Within the material below, filter for lines that hold the word "holds".

□ □ □ □ □ □ □

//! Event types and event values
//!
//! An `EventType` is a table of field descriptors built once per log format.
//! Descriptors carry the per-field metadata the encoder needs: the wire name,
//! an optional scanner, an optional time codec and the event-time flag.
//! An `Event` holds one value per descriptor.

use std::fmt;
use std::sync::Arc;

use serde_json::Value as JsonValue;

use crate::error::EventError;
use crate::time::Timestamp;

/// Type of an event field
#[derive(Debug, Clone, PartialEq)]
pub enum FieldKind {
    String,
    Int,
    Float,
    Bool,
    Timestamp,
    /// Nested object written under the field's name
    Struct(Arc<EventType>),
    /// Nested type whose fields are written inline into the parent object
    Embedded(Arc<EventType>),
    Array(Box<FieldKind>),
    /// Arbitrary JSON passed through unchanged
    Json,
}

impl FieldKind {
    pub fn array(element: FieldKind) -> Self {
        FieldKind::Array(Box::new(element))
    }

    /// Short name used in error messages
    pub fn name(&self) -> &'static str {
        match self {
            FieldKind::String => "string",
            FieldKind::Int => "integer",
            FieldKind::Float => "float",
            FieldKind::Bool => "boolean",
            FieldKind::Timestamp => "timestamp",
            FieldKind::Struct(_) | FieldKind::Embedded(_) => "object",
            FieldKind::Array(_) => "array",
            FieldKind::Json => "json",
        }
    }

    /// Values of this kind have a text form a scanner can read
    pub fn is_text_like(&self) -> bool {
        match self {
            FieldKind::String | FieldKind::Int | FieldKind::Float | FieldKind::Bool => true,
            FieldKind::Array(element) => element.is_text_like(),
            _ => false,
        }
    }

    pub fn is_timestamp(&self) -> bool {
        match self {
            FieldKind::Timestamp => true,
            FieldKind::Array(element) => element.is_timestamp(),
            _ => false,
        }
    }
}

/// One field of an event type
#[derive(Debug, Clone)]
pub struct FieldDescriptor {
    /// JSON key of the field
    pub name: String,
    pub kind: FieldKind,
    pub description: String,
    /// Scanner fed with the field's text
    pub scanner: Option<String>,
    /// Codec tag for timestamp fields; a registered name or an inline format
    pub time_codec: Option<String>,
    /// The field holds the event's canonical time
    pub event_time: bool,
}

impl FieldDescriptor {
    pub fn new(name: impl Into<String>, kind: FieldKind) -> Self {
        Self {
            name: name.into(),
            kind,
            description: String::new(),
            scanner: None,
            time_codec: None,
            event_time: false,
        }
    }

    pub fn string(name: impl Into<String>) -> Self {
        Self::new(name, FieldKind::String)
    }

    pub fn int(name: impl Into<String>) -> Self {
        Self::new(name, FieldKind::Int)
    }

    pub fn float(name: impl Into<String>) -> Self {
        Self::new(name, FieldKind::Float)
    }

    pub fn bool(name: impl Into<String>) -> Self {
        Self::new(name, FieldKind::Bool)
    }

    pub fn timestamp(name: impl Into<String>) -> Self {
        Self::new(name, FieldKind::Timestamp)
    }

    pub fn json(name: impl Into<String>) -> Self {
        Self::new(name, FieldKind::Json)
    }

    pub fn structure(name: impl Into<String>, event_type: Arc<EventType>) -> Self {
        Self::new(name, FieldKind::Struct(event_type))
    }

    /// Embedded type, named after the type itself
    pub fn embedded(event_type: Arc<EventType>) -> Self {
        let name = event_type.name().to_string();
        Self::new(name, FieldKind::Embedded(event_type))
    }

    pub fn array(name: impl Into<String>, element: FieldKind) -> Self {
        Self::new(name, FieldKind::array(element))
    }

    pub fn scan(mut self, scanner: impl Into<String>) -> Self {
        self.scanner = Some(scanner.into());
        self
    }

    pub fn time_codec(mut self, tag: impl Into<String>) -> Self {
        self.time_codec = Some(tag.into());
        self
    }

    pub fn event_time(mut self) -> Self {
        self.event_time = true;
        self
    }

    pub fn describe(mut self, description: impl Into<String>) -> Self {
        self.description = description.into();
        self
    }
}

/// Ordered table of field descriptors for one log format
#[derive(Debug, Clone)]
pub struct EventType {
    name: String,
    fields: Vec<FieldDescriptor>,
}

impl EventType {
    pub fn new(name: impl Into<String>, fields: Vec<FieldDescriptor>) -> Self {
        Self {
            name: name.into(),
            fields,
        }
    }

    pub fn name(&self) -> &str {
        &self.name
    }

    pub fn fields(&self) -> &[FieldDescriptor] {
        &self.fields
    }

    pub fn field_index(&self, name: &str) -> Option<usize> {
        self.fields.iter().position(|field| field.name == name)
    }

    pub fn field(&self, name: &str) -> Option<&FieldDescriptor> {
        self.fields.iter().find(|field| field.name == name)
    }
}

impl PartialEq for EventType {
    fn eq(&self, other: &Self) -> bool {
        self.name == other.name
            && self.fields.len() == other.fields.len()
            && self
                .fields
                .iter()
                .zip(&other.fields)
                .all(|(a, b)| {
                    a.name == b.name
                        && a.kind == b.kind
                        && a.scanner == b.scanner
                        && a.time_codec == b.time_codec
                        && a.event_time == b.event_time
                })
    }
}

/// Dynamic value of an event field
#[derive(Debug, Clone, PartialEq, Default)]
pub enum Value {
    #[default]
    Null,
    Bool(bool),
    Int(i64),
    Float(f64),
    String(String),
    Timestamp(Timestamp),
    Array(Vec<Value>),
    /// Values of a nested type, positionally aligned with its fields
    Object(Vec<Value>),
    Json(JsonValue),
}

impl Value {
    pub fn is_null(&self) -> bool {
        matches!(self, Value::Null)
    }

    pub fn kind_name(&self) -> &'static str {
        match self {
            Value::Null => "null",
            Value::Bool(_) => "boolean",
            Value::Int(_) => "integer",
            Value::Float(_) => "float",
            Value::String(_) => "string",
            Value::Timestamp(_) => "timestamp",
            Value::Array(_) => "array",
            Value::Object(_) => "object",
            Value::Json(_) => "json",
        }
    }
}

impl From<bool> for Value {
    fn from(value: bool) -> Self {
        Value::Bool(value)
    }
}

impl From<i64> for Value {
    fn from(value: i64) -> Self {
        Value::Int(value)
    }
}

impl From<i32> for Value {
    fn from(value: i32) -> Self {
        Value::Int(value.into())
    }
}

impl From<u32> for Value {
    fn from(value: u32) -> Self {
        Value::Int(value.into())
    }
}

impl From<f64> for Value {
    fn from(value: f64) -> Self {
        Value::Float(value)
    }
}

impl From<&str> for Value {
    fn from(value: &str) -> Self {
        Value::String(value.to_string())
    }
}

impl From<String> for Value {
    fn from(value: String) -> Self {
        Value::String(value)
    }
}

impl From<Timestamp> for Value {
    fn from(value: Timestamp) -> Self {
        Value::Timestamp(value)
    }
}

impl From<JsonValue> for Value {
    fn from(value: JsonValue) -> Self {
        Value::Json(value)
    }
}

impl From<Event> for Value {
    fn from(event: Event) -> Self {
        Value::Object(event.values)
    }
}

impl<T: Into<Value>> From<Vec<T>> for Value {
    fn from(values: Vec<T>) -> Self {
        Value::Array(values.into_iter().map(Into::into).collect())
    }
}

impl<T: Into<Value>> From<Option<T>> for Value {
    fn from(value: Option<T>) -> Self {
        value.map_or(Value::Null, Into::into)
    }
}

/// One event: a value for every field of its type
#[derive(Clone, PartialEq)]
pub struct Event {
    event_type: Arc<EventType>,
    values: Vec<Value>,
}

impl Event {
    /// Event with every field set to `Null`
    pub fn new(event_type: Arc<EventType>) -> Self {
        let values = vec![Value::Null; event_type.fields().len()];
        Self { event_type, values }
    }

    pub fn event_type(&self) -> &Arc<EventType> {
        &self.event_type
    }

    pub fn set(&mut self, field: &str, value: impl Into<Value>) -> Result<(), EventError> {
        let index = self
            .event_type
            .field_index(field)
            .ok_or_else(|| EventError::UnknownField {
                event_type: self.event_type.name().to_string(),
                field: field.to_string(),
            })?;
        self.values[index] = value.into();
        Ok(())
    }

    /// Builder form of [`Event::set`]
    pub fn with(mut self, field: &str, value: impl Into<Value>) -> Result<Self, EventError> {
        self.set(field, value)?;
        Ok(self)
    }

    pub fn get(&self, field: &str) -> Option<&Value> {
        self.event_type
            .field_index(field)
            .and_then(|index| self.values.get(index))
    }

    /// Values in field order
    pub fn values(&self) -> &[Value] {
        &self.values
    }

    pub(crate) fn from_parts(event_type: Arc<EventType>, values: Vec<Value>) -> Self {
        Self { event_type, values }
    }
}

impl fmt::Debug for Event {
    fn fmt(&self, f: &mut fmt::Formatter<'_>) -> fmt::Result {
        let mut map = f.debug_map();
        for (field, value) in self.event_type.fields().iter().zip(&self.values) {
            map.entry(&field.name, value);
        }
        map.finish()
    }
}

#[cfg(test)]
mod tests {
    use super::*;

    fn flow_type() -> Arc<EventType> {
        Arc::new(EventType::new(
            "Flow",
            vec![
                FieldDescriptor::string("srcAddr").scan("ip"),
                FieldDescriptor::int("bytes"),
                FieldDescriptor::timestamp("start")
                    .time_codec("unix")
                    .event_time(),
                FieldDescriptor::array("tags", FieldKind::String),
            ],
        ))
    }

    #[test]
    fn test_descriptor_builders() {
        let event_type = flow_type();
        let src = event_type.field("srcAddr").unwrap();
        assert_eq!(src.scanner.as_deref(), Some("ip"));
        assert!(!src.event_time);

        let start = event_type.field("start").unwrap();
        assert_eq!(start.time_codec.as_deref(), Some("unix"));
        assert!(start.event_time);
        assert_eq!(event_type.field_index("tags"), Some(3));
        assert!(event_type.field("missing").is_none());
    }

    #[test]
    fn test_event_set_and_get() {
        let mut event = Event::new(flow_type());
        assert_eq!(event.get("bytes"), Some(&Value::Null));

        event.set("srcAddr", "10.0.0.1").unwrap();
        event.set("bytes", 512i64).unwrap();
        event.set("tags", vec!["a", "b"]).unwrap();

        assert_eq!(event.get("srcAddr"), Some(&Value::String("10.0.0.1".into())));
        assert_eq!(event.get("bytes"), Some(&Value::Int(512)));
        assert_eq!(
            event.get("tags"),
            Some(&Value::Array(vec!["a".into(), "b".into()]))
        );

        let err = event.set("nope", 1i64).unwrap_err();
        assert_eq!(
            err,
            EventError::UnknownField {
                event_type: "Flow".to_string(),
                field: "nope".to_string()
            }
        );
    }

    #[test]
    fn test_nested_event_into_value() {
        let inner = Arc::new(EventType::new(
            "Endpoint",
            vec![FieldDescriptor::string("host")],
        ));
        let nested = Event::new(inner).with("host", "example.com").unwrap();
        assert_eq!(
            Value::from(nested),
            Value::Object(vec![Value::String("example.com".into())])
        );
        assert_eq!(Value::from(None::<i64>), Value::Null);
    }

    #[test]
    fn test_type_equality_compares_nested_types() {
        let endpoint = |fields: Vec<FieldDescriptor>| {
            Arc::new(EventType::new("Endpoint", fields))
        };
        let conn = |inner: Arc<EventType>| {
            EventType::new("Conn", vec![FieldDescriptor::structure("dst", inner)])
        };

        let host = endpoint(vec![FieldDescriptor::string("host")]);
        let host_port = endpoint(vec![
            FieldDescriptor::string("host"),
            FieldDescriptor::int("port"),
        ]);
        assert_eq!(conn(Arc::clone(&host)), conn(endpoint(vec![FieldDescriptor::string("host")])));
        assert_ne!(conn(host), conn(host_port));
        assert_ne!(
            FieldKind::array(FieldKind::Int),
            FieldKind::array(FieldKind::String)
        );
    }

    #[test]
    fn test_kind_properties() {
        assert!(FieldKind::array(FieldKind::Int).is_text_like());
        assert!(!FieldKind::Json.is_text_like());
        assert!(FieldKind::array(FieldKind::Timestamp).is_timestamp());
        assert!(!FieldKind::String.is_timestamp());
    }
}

□ □ □ □ □ □ □

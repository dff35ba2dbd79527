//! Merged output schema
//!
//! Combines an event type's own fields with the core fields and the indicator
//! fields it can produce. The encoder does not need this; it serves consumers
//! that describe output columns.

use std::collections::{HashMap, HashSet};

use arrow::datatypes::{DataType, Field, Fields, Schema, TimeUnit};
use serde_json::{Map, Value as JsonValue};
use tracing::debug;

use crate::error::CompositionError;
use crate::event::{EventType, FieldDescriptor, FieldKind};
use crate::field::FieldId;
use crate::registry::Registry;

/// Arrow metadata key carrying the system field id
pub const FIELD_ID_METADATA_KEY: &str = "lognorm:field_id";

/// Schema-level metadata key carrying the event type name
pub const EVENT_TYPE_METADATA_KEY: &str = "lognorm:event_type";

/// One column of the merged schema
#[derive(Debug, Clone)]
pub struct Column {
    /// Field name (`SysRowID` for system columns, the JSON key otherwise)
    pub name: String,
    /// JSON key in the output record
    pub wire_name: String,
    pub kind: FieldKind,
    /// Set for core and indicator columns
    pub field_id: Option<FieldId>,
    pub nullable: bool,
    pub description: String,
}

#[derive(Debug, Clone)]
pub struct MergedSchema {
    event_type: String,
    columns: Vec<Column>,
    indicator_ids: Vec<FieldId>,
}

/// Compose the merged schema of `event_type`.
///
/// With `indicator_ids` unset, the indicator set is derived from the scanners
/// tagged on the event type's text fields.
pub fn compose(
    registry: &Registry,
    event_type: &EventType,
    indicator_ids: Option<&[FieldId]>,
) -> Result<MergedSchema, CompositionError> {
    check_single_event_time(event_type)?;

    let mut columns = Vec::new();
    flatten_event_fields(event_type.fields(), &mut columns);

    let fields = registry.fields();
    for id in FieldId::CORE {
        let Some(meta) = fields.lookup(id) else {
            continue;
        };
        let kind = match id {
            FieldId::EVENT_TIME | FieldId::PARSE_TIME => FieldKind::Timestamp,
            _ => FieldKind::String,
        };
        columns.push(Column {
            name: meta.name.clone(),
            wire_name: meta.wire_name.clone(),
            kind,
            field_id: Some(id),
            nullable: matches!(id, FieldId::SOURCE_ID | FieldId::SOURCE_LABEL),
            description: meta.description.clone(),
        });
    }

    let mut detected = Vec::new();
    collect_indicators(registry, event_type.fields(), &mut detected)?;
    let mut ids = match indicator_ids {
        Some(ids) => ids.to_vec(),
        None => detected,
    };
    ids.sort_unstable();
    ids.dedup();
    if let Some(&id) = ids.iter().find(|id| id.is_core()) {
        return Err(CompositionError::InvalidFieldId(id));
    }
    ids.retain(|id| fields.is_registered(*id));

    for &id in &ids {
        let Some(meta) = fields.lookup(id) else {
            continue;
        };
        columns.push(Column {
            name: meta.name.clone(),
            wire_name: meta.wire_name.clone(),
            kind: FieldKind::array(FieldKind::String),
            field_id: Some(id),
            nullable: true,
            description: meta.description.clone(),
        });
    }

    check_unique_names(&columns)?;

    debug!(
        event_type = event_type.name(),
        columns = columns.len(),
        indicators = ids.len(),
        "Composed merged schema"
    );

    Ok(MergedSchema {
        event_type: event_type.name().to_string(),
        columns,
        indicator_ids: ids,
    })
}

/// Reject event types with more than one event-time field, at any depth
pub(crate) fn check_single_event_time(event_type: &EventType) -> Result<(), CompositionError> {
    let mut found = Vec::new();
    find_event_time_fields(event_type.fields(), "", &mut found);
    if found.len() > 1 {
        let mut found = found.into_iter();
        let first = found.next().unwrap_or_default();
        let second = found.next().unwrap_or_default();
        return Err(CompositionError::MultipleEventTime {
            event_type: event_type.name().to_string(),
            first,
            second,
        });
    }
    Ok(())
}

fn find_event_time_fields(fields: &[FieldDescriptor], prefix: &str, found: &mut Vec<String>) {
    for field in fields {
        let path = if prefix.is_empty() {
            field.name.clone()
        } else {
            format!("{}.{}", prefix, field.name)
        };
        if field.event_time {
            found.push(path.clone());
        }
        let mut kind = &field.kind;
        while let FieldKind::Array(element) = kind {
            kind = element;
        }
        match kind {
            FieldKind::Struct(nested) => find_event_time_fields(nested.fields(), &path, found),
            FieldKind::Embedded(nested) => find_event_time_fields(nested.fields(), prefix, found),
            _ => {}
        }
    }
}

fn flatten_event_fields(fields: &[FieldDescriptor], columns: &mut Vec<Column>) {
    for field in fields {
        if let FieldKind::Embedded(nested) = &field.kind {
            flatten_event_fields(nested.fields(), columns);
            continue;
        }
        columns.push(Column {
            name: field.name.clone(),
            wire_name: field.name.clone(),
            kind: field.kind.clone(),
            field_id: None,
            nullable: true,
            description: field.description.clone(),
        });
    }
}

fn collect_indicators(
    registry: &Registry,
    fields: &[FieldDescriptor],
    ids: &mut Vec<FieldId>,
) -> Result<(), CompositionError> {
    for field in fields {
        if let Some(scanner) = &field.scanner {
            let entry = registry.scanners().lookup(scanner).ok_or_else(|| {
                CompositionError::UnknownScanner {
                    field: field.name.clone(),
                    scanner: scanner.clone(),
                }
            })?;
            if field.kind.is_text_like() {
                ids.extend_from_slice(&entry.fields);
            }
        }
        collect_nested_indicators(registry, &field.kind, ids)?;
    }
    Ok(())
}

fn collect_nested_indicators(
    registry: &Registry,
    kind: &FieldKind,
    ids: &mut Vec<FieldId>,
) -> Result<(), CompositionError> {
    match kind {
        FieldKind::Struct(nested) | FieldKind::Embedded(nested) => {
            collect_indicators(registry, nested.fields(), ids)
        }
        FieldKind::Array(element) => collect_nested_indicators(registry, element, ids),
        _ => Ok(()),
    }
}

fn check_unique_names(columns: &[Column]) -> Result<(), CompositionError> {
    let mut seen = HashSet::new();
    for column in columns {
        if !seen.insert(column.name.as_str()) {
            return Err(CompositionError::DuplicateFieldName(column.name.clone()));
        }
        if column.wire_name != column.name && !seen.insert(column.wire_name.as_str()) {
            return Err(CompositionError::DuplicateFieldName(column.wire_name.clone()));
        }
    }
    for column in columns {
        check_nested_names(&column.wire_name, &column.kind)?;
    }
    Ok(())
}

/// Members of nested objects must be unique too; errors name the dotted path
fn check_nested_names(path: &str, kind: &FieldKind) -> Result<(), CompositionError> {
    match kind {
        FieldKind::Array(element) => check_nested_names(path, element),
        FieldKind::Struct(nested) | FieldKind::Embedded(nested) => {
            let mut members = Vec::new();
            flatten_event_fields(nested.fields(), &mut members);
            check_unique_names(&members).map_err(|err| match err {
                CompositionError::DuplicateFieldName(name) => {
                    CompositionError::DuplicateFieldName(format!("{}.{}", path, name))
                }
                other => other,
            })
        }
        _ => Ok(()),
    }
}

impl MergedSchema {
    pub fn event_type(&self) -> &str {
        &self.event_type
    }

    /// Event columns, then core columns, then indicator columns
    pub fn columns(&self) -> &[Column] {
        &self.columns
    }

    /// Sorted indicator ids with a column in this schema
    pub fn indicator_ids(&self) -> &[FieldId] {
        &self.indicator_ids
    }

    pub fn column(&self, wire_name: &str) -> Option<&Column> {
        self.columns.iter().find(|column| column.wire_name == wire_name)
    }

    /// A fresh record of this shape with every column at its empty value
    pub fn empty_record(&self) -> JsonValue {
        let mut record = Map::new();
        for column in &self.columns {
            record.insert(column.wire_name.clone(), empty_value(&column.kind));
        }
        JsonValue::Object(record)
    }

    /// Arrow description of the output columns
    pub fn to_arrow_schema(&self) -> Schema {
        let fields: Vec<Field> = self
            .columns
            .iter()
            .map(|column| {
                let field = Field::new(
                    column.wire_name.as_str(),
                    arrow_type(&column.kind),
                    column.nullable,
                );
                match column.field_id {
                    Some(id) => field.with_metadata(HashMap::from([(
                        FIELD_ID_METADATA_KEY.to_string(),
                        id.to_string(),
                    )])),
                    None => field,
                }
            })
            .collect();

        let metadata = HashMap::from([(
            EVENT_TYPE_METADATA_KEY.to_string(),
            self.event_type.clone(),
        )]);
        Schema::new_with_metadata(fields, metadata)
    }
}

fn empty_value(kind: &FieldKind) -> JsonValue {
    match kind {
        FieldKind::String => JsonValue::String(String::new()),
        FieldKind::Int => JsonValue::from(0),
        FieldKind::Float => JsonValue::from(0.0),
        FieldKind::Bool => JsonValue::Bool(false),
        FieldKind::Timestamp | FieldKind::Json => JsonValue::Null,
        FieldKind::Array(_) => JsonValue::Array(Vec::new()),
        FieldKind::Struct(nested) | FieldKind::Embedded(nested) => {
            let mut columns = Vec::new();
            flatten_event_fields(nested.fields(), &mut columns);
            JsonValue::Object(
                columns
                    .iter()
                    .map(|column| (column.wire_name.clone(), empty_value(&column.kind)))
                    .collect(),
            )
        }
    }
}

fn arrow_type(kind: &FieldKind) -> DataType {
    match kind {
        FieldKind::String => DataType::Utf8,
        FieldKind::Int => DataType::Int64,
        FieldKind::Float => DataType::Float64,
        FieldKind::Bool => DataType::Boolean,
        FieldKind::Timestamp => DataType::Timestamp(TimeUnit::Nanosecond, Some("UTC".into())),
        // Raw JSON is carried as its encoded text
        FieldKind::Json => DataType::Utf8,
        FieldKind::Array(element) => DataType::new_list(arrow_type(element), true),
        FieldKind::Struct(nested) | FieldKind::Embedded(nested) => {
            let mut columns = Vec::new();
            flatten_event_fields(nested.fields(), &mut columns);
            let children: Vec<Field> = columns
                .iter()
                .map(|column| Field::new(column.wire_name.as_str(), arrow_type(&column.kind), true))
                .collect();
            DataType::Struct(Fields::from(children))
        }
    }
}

□ □ □ □ □ □ □

_SOLUTION TO THE PROBLEM_:
//! An `Event` holds one value per descriptor.
    /// The field holds the event's canonical time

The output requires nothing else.